Word for word, reproduce every line of the data.

Collected data entries

▬▬▬▬▬▬

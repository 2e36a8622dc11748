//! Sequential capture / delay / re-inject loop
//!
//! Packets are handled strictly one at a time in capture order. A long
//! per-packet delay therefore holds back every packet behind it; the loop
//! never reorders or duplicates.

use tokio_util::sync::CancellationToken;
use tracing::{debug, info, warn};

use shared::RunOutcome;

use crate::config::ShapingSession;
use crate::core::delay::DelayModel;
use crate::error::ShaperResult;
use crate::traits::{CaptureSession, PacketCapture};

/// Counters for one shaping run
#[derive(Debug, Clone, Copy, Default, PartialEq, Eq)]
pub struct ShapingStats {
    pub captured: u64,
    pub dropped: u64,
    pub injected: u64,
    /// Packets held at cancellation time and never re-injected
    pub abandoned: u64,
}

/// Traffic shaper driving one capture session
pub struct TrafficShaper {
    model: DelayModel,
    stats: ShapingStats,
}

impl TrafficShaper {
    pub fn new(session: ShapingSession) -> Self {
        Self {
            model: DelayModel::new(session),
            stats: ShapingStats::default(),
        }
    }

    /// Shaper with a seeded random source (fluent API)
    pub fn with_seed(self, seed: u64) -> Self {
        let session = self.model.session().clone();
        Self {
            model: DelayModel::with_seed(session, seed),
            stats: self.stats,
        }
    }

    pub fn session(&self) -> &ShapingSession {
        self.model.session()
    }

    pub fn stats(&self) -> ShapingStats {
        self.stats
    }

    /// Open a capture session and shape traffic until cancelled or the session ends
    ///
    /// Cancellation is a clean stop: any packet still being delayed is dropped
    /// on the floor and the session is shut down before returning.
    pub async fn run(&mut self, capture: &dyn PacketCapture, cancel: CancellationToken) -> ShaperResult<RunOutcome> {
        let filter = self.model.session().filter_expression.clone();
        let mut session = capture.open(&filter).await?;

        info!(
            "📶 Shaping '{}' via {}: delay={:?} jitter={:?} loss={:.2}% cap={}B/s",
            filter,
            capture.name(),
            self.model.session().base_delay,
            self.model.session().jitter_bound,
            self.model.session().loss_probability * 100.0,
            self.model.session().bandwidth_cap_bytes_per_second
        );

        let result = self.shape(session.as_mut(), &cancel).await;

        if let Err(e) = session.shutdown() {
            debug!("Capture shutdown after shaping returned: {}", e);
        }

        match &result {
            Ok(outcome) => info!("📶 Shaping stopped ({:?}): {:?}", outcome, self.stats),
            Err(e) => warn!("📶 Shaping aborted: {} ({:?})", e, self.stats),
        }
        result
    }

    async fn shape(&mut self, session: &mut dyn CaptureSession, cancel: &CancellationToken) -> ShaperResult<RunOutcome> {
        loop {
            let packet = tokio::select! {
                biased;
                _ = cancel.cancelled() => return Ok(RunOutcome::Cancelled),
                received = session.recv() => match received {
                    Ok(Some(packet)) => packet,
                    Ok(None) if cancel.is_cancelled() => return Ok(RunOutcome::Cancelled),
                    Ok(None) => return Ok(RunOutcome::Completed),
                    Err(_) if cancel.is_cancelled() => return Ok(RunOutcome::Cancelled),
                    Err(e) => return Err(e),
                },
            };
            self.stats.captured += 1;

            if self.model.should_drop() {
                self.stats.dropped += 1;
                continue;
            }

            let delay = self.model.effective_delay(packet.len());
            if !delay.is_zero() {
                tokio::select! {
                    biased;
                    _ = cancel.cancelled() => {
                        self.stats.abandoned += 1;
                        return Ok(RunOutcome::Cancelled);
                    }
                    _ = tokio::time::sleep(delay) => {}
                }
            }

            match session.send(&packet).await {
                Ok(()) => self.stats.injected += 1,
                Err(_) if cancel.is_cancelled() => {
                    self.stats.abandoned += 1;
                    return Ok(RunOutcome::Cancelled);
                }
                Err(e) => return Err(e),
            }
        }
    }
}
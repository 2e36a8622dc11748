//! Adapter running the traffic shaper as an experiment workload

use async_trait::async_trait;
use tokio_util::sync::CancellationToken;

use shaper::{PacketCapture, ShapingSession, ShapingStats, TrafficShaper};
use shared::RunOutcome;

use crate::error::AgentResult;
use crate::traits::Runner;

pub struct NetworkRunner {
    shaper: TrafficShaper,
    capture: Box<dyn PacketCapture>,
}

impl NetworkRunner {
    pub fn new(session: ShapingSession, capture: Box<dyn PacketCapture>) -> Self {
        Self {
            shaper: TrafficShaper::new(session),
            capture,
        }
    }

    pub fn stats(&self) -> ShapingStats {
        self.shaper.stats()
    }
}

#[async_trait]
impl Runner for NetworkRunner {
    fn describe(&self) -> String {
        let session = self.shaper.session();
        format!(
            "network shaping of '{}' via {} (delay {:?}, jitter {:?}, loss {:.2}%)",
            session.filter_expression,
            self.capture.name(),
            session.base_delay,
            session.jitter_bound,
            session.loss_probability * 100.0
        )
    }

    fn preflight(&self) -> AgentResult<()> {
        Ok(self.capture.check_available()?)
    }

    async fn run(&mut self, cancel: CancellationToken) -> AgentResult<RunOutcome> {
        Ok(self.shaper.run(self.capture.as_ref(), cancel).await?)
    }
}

▬▬▬▬▬▬

■ **Exercise solution**
repository 2e36a8622dc11748
//! Sequential capture / delay / re-inject loop
//!
//! Packets are handled strictly one at a time in capture order. A long
//! per-packet delay therefore holds back every packet behind it; the loop
//! never reorders or duplicates.

use tokio_util::sync::CancellationToken;
use tracing::{debug, info, warn};

use shared::RunOutcome;

use crate::config::ShapingSession;
use crate::core::delay::DelayModel;
use crate::error::ShaperResult;
use crate::traits::{CaptureSession, PacketCapture};

/// Counters for one shaping run
#[derive(Debug, Clone, Copy, Default, PartialEq, Eq)]
pub struct ShapingStats {
    pub captured: u64,
    pub dropped: u64,
    pub injected: u64,
    /// Packets held at cancellation time and never re-injected
    pub abandoned: u64,
}

/// Traffic shaper driving one capture session
pub struct TrafficShaper {
    model: DelayModel,
    stats: ShapingStats,
}

impl TrafficShaper {
    pub fn new(session: ShapingSession) -> Self {
        Self {
            model: DelayModel::new(session),
            stats: ShapingStats::default(),
        }
    }

    /// Shaper with a seeded random source (fluent API)
    pub fn with_seed(self, seed: u64) -> Self {
        let session = self.model.session().clone();
        Self {
            model: DelayModel::with_seed(session, seed),
            stats: self.stats,
        }
    }

    pub fn session(&self) -> &ShapingSession {
        self.model.session()
    }

    pub fn stats(&self) -> ShapingStats {
        self.stats
    }

    /// Open a capture session and shape traffic until cancelled or the session ends
    ///
    /// Cancellation is a clean stop: any packet still being delayed is dropped
    /// on the floor and the session is shut down before returning.
    pub async fn run(&mut self, capture: &dyn PacketCapture, cancel: CancellationToken) -> ShaperResult<RunOutcome> {
        let filter = self.model.session().filter_expression.clone();
        let mut session = capture.open(&filter).await?;

        info!(
            "📶 Shaping '{}' via {}: delay={:?} jitter={:?} loss={:.2}% cap={}B/s",
            filter,
            capture.name(),
            self.model.session().base_delay,
            self.model.session().jitter_bound,
            self.model.session().loss_probability * 100.0,
            self.model.session().bandwidth_cap_bytes_per_second
        );

        let result = self.shape(session.as_mut(), &cancel).await;

        if let Err(e) = session.shutdown() {
            debug!("Capture shutdown after shaping returned: {}", e);
        }

        match &result {
            Ok(outcome) => info!("📶 Shaping stopped ({:?}): {:?}", outcome, self.stats),
            Err(e) => warn!("📶 Shaping aborted: {} ({:?})", e, self.stats),
        }
        result
    }

    async fn shape(&mut self, session: &mut dyn CaptureSession, cancel: &CancellationToken) -> ShaperResult<RunOutcome> {
        loop {
            let packet = tokio::select! {
                biased;
                _ = cancel.cancelled() => return Ok(RunOutcome::Cancelled),
                received = session.recv() => match received {
                    Ok(Some(packet)) => packet,
                    Ok(None) if cancel.is_cancelled() => return Ok(RunOutcome::Cancelled),
                    Ok(None) => return Ok(RunOutcome::Completed),
                    Err(_) if cancel.is_cancelled() => return Ok(RunOutcome::Cancelled),
                    Err(e) => return Err(e),
                },
            };
            self.stats.captured += 1;

            if self.model.should_drop() {
                self.stats.dropped += 1;
                continue;
            }

            let delay = self.model.effective_delay(packet.len());
            if !delay.is_zero() {
                tokio::select! {
                    biased;
                    _ = cancel.cancelled() => {
                        self.stats.abandoned += 1;
                        return Ok(RunOutcome::Cancelled);
                    }
                    _ = tokio::time::sleep(delay) => {}
                }
            }

            match session.send(&packet).await {
                Ok(()) => self.stats.injected += 1,
                Err(_) if cancel.is_cancelled() => {
                    self.stats.abandoned += 1;
                    return Ok(RunOutcome::Cancelled);
                }
                Err(e) => return Err(e),
            }
        }
    }
}
repository 2e36a8622dc11748
//! Adapter running the traffic shaper as an experiment workload

use async_trait::async_trait;
use tokio_util::sync::CancellationToken;

use shaper::{PacketCapture, ShapingSession, ShapingStats, TrafficShaper};
use shared::RunOutcome;

use crate::error::AgentResult;
use crate::traits::Runner;

pub struct NetworkRunner {
    shaper: TrafficShaper,
    capture: Box<dyn PacketCapture>,
}

impl NetworkRunner {
    pub fn new(session: ShapingSession, capture: Box<dyn PacketCapture>) -> Self {
        Self {
            shaper: TrafficShaper::new(session),
            capture,
        }
    }

    pub fn stats(&self) -> ShapingStats {
        self.shaper.stats()
    }
}

#[async_trait]
impl Runner for NetworkRunner {
    fn describe(&self) -> String {
        let session = self.shaper.session();
        format!(
            "network shaping of '{}' via {} (delay {:?}, jitter {:?}, loss {:.2}%)",
            session.filter_expression,
            self.capture.name(),
            session.base_delay,
            session.jitter_bound,
            session.loss_probability * 100.0
        )
    }

    fn preflight(&self) -> AgentResult<()> {
        Ok(self.capture.check_available()?)
    }

    async fn run(&mut self, cancel: CancellationToken) -> AgentResult<RunOutcome> {
        Ok(self.shaper.run(self.capture.as_ref(), cancel).await?)
    }
}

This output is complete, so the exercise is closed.